1934 novel by John Dickson Carr

The Blind Barber, first published in October 1934, is a detective story by American writer John Dickson Carr, featuring his series detective Gideon Fell. It is a mystery novel of the type known as a whodunnit.
This novel is generally felt to be the most humorous of Dr. Fell's adventures, somewhat echoing the farcical later adventures of Carr's Sir Henry Merrivale.

==Plot summary==

When the ocean liner Queen Victoria arrives in Southampton harbor from New York City, mystery writer Henry Morgan disembarks hastily and calls on Dr. Fell to unfold a remarkable story of mayhem and mystery. It begins with Curtis Warren, an amateur cinematographer who also happens to be the nephew of what Morgan describes as “a Great Personage in the present American Government […] not far from F.D. himself”. One afternoon during the Queen Victoria’s voyage, Morgan and his friends Peggy Glenn and Capt. Thomassen Valvick (Ret.) are summoned to Warren’s cabin, where they find its occupant nursing a wounded cranium and thoughts of vengeance. It seems that Warren inadvertently brought some reels of film on board showing his uncle, near the end of a long dinner party, making an extremely impolite speech about his fellows among the world’s mighty, and that someone has just broken into Warren’s cabin, hit him over the head, and stolen enough of this film to cause unheard-of scandal.

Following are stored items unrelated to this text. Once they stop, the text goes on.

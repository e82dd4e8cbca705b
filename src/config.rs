//! Sender configuration.

use std::fmt;
use std::time::Duration;

use serde::{Deserialize, Serialize};

use crate::constants::DEFAULT_TOKEN_TTL;
use crate::error::VapidError;
use crate::keys::VapidKeyPair;
use crate::signer::VapidSigner;

/// Configuration for a VAPID sender.
///
/// Deserializes from any serde format; where it is loaded from is up to the
/// application.
///
/// # Example
///
/// ```
/// use vapid_auth::{generate_vapid_keys, VapidConfig};
///
/// let (private_key, _) = generate_vapid_keys().unwrap();
/// let json = format!(r#"{{"private_key":"{private_key}","subject":"ops@example.com"}}"#);
///
/// let config: VapidConfig = serde_json::from_str(&json).unwrap();
/// let signer = config.into_signer().unwrap();
///
/// assert_eq!(signer.subject(), "ops@example.com");
/// ```
#[derive(Clone, PartialEq, Eq, Serialize, Deserialize)]
pub struct VapidConfig {
    /// Private key text in any form `decode_private_key` accepts.
    pub private_key: String,

    /// Contact e-mail address, or an `https` URL.
    pub subject: String,

    /// Whether `subject` is a URL.
    ///
    /// Default: false
    #[serde(default)]
    pub subject_is_url: bool,

    /// Token lifetime in seconds.
    ///
    /// Default: None (12 hours). Values above a day are clamped.
    #[serde(default)]
    pub token_ttl_secs: Option<u64>,
}

impl VapidConfig {
    /// Creates a configuration with an e-mail subject and default lifetime.
    #[must_use]
    pub fn new(private_key: impl Into<String>, subject: impl Into<String>) -> Self {
        Self {
            private_key: private_key.into(),
            subject: subject.into(),
            subject_is_url: false,
            token_ttl_secs: None,
        }
    }

    /// Marks the subject as a URL.
    #[must_use]
    pub fn with_subject_is_url(mut self, is_url: bool) -> Self {
        self.subject_is_url = is_url;
        self
    }

    /// Sets the token lifetime.
    #[must_use]
    pub fn with_token_ttl(mut self, ttl: Duration) -> Self {
        self.token_ttl_secs = Some(ttl.as_secs());
        self
    }

    /// Returns the configured lifetime, or the 12-hour default.
    #[must_use]
    pub fn token_ttl(&self) -> Duration {
        self.token_ttl_secs.map_or(DEFAULT_TOKEN_TTL, Duration::from_secs)
    }

    /// Builds a signer without consuming the configuration.
    ///
    /// # Errors
    ///
    /// - `VapidError::MissingField` if the private key or subject is empty
    /// - decoding errors for the private key
    pub fn signer(&self) -> Result<VapidSigner, VapidError> {
        if self.private_key.trim().is_empty() {
            return Err(VapidError::MissingField {
                field: "private_key",
            });
        }
        if self.subject.is_empty() {
            return Err(VapidError::MissingField { field: "subject" });
        }

        let key_pair = VapidKeyPair::from_private_key_text(&self.private_key)?;
        Ok(
            VapidSigner::new(key_pair, self.subject.as_str(), self.subject_is_url)
                .with_default_ttl(self.token_ttl()),
        )
    }

    /// Builds a signer.
    ///
    /// # Errors
    ///
    /// Same as [`VapidConfig::signer`].
    pub fn into_signer(self) -> Result<VapidSigner, VapidError> {
        self.signer()
    }
}

impl fmt::Debug for VapidConfig {
    fn fmt(&self, f: &mut fmt::Formatter<'_>) -> fmt::Result {
        f.debug_struct("VapidConfig")
            .field("private_key", &"<redacted>")
            .field("subject", &self.subject)
            .field("subject_is_url", &self.subject_is_url)
            .field("token_ttl_secs", &self.token_ttl_secs)
            .finish()
    }
}

#[cfg(test)]
mod tests {
    use super::*;

    #[test]
    fn deserialize_applies_defaults() {
        let config: VapidConfig =
            serde_json::from_str(r#"{"private_key":"abc","subject":"ops@example.com"}"#).unwrap();

        assert!(!config.subject_is_url);
        assert!(config.token_ttl_secs.is_none());
        assert_eq!(config.token_ttl(), DEFAULT_TOKEN_TTL);
    }

    #[test]
    fn builder_pattern() {
        let config = VapidConfig::new("abc", "https://contact.example.com/")
            .with_subject_is_url(true)
            .with_token_ttl(Duration::from_secs(1800));

        assert!(config.subject_is_url);
        assert_eq!(config.token_ttl_secs, Some(1800));
        assert_eq!(config.token_ttl(), Duration::from_secs(1800));
    }

    #[test]
    fn signer_carries_settings() {
        let key_pair = VapidKeyPair::generate().unwrap();
        let config = VapidConfig::new(key_pair.private_key_text(), "ops@example.com")
            .with_token_ttl(Duration::from_secs(900));

        let signer = config.signer().unwrap();

        assert_eq!(signer.public_key_text(), key_pair.public_key_text());
        assert_eq!(signer.subject(), "ops@example.com");
        assert_eq!(signer.default_ttl(), Duration::from_secs(900));
    }

    #[test]
    fn empty_fields_rejected() {
        let key_pair = VapidKeyPair::generate().unwrap();

        assert_eq!(
            VapidConfig::new("", "ops@example.com").signer().unwrap_err(),
            VapidError::MissingField {
                field: "private_key"
            }
        );
        assert_eq!(
            VapidConfig::new(key_pair.private_key_text(), "")
                .into_signer()
                .unwrap_err(),
            VapidError::MissingField { field: "subject" }
        );
    }

    #[test]
    fn bad_private_key_surfaces_decode_error() {
        let result = VapidConfig::new("not base64!", "ops@example.com").signer();

        assert!(matches!(result, Err(VapidError::InvalidKeyEncoding { .. })));
    }

    #[test]
    fn debug_redacts_private_key() {
        let key_pair = VapidKeyPair::generate().unwrap();
        let config = VapidConfig::new(key_pair.private_key_text(), "ops@example.com");

        let debug = format!("{config:?}");

        assert!(debug.contains("<redacted>"));
        assert!(!debug.contains(&key_pair.private_key_text()));
    }
}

The four of them soon learn that a notorious and dangerous criminal (the “Blind Barber” of the title) is believed to be on board the ship. Concluding that this is the person who stole Warren’s film, they hatch a plan to lure the thief into coming back for the rest of the loot so they can catch him or her in the act. Instead, they end up inadvertently attacking the captain of the Queen Victoria and stealing, then losing, a valuable emerald elephant – to say nothing of the dying woman they find in one of the cabins, who proceeds to apparently vanish into thin air. In attempting to unravel these complications, our heroes succeed only in creating a great many more; by the end of the voyage, Warren has been confined to the brig, the emerald elephant has inexplicably reappeared and disappeared several more times, a high-tech bug-powder gun has gone berserk, and a drunken puppeteer has started throwing the passengers’ personal goods overboard, among other events.

As Morgan relates all this, Fell, greatly amused, makes notes of sixteen clues that he labels with enigmatic phrases (“The Clue of Terse Style,” for instance). In the end, he interrupts the story to answer the doorbell; when he returns, he is carrying a brown-paper parcel that turns out, in due time, to contain the stolen film. Dr. Fell explains complacently that he’s already identified the Blind Barber to the Queen Victoria’s captain; the last two chapters show him explaining his deductions, both to Morgan and to the Barber himself.